The primary analysis was performed according to the modified intention to treat principle, including all consented participants who had been randomized and had undergone an ablation procedure. Crossovers were not permitted for the initial ablation. We assessed time to first recurrence by the Kaplan-Meier product limit method and compared groups with the log-rank test, with patients censored at death, lost to follow-up, or 12 months after the procedure. The proportional hazard assumption was examined by the scaled Schoenfeld residuals test. Cox proportional hazard regression was applied to estimate hazard ratios (HRs). Stratified log-rank test, as well as Cox proportional hazard regression adjusted for stratification factors, were performed as a sensitivity analysis. We did no interim analyses. Subgroup analyses have been prespecified in the study protocol (Supplement 1), and interactions between each subgroup factor and treatment arm were also assessed.

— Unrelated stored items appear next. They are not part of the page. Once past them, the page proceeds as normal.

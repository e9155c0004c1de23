//! Record writes with bounded retry.
//!
//! Both the foreground producer and the background task write through
//! [`write_record`]: each attempt runs under a deadline, transient failures
//! back off per the [`RetryPolicy`], and terminal failures return at once.
//!
//! When a cancellation token is supplied it is checked immediately before
//! every `set`, and backoff sleeps end early on cancellation. Once the token
//! is cancelled and the in-flight attempt has returned, no further write for
//! this record reaches the store.

use std::time::Duration;

use thiserror::Error;
use tokio_util::sync::CancellationToken;
use tracing::{debug, warn};

use crate::clock::Clock;
use crate::record::{BusKey, BusRecord};
use crate::retry::RetryPolicy;
use crate::store::{within, RealtimeStore, StoreError};

/// Why a record write did not land.
#[derive(Debug, Clone, PartialEq, Error)]
pub enum WriteError {
    #[error("Write cancelled")]
    Cancelled,

    #[error("Write failed after {attempts} attempts: {source}")]
    Exhausted {
        attempts: u32,
        #[source]
        source: StoreError,
    },

    #[error("Write rejected: {0}")]
    Rejected(#[source] StoreError),
}

/// Write parameters shared by every attempt.
#[derive(Debug, Clone)]
pub struct WritePlan<'a> {
    pub timeout: Duration,
    pub policy: &'a RetryPolicy,
    pub cancel: Option<&'a CancellationToken>,
}

/// Write `record` to `key`, restamping it from `clock` on every attempt.
///
/// Returns the number of attempts made.
pub async fn write_record(
    store: &dyn RealtimeStore,
    clock: &dyn Clock,
    key: &BusKey,
    mut record: BusRecord,
    plan: WritePlan<'_>,
) -> Result<u32, WriteError> {
    let path = key.path();
    let mut attempt: u32 = 0;

    loop {
        if plan.cancel.is_some_and(|t| t.is_cancelled()) {
            return Err(WriteError::Cancelled);
        }

        attempt += 1;
        record.timestamp = clock.now_ms();
        let value = record
            .to_value()
            .map_err(|e| WriteError::Rejected(StoreError::from(e)))?;

        let err = match within(plan.timeout, store.set(&path, value)).await {
            Ok(()) => {
                debug!(bus = %key, attempt, "Record written");
                return Ok(attempt);
            }
            Err(e) => e,
        };

        if !err.is_transient() {
            warn!(bus = %key, attempt, error = %err, "Record write rejected");
            return Err(WriteError::Rejected(err));
        }

        let Some(delay) = plan.policy.delay_for_retry(attempt) else {
            return Err(WriteError::Exhausted {
                attempts: attempt,
                source: err,
            });
        };

        warn!(
            bus = %key,
            attempt,
            max_attempts = plan.policy.max_attempts(),
            delay_ms = delay.as_millis() as u64,
            error = %err,
            "Record write failed, retrying"
        );

        match plan.cancel {
            Some(token) => {
                tokio::select! {
                    biased;
                    _ = token.cancelled() => return Err(WriteError::Cancelled),
                    _ = tokio::time::sleep(delay) => {}
                }
            }
            None => tokio::time::sleep(delay).await,
        }
    }
}

#[cfg(test)]
mod tests {
    use super::*;
    use crate::clock::ManualClock;
    use crate::device::LocationFix;
    use crate::record::DeviceType;
    use crate::store::MemoryStore;

    fn record() -> BusRecord {
        BusRecord::from_fix(&LocationFix::at(22.46, 91.97), 0, DeviceType::StudentShare, "Rafi")
            .unwrap()
    }

    fn plan<'a>(policy: &'a RetryPolicy, cancel: Option<&'a CancellationToken>) -> WritePlan<'a> {
        WritePlan {
            timeout: Duration::from_secs(10),
            policy,
            cancel,
        }
    }

    #[tokio::test(start_paused = true)]
    async fn test_transient_failures_retry_then_succeed() {
        let store = MemoryStore::new();
        let clock = ManualClock::new(1_000);
        let policy = RetryPolicy::default();
        let key = BusKey::from_label("Surma").unwrap();
        store.fail_next_sets([StoreError::Network("reset".into()), StoreError::Disconnected]);

        let started = tokio::time::Instant::now();
        let attempts = write_record(&store, &clock, &key, record(), plan(&policy, None))
            .await
            .unwrap();

        assert_eq!(attempts, 3);
        // 2s + 4s of backoff
        assert_eq!(started.elapsed(), Duration::from_secs(6));
        let stored = BusRecord::from_value(&store.peek("buses/Surma").unwrap()).unwrap();
        assert_eq!(stored.timestamp, 1_000);
    }

    #[tokio::test(start_paused = true)]
    async fn test_exhausted_after_policy_budget() {
        let store = MemoryStore::new();
        let clock = ManualClock::new(0);
        let policy = RetryPolicy::default();
        let key = BusKey::from_label("Surma").unwrap();
        store.fail_next_sets(std::iter::repeat(StoreError::Timeout).take(4));

        let result = write_record(&store, &clock, &key, record(), plan(&policy, None)).await;
        assert_eq!(
            result,
            Err(WriteError::Exhausted {
                attempts: 4,
                source: StoreError::Timeout
            })
        );
        assert_eq!(store.peek("buses/Surma"), None);
    }

    #[tokio::test]
    async fn test_terminal_failure_not_retried() {
        let store = MemoryStore::new();
        let clock = ManualClock::new(0);
        let policy = RetryPolicy::default();
        let key = BusKey::from_label("Surma").unwrap();
        store.fail_next_sets([StoreError::PermissionDenied("rules".into())]);

        let result = write_record(&store, &clock, &key, record(), plan(&policy, None)).await;
        assert!(matches!(result, Err(WriteError::Rejected(StoreError::PermissionDenied(_)))));
        assert_eq!(store.set_count(), 0);
    }

    #[tokio::test(start_paused = true)]
    async fn test_cancel_during_backoff() {
        let store = MemoryStore::new();
        let clock = ManualClock::new(0);
        let policy = RetryPolicy::default();
        let key = BusKey::from_label("Surma").unwrap();
        let token = CancellationToken::new();
        store.fail_next_sets([StoreError::Timeout]);

        let canceller = token.clone();
        tokio::spawn(async move {
            tokio::time::sleep(Duration::from_millis(500)).await;
            canceller.cancel();
        });

        let result = write_record(&store, &clock, &key, record(), plan(&policy, Some(&token))).await;
        assert_eq!(result, Err(WriteError::Cancelled));
        assert_eq!(store.peek("buses/Surma"), None);
    }

    #[tokio::test]
    async fn test_precancelled_never_writes() {
        let store = MemoryStore::new();
        let clock = ManualClock::new(0);
        let policy = RetryPolicy::default();
        let key = BusKey::from_label("Surma").unwrap();
        let token = CancellationToken::new();
        token.cancel();

        let result = write_record(&store, &clock, &key, record(), plan(&policy, Some(&token))).await;
        assert_eq!(result, Err(WriteError::Cancelled));
        assert_eq!(store.set_count(), 0);
    }

    #[tokio::test(start_paused = true)]
    async fn test_slow_write_times_out_and_retries() {
        let store = MemoryStore::new();
        let clock = ManualClock::new(0);
        let policy = RetryPolicy::with_base(1, Duration::from_secs(2));
        let key = BusKey::from_label("Surma").unwrap();
        store.set_write_delay(Some(Duration::from_secs(30)));

        let result = write_record(&store, &clock, &key, record(), plan(&policy, None)).await;
        assert_eq!(
            result,
            Err(WriteError::Exhausted {
                attempts: 2,
                source: StoreError::Timeout
            })
        );
    }
}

Continuous baseline variables were presented as mean (SE) or as percentiles (median, 25th, and 75th percentiles) if skewed. Discrete variables were summarized as frequencies and percentages. The t test or the nonparametric Wilcoxon rank-sum test was employed as appropriate for comparisons of continuous variables. For group comparisons of discrete baseline variables, Pearson χ2 test or Fisher exact test was used as appropriate. A 2-sided P value of less than .05 was considered statistically significant. Statistical analyses were conducted using SAS version 9.4 (SAS Institute Inc).

Results

Patients

A total of 498 patients (mean age, 61.1 [SD, 9.7] years, 361 male [72.9%]) were enrolled and randomized from August 27, 2021, to July 16, 2023 (Figure 2). Among these, 495 patients completed the procedure and were included in the primary analysis; the other 3 patients withdrew consent before ablation. Two of 246 patients (0.8%) randomized to the intervention group and 7 of 249 patients (2.8%) randomized to PVI alone who had undergone but had not adhered to the assigned ablation protocol (details in eTable 1 in Supplement 2) were included in the primary analysis as randomized. Baseline characteristics are detailed in Table 1.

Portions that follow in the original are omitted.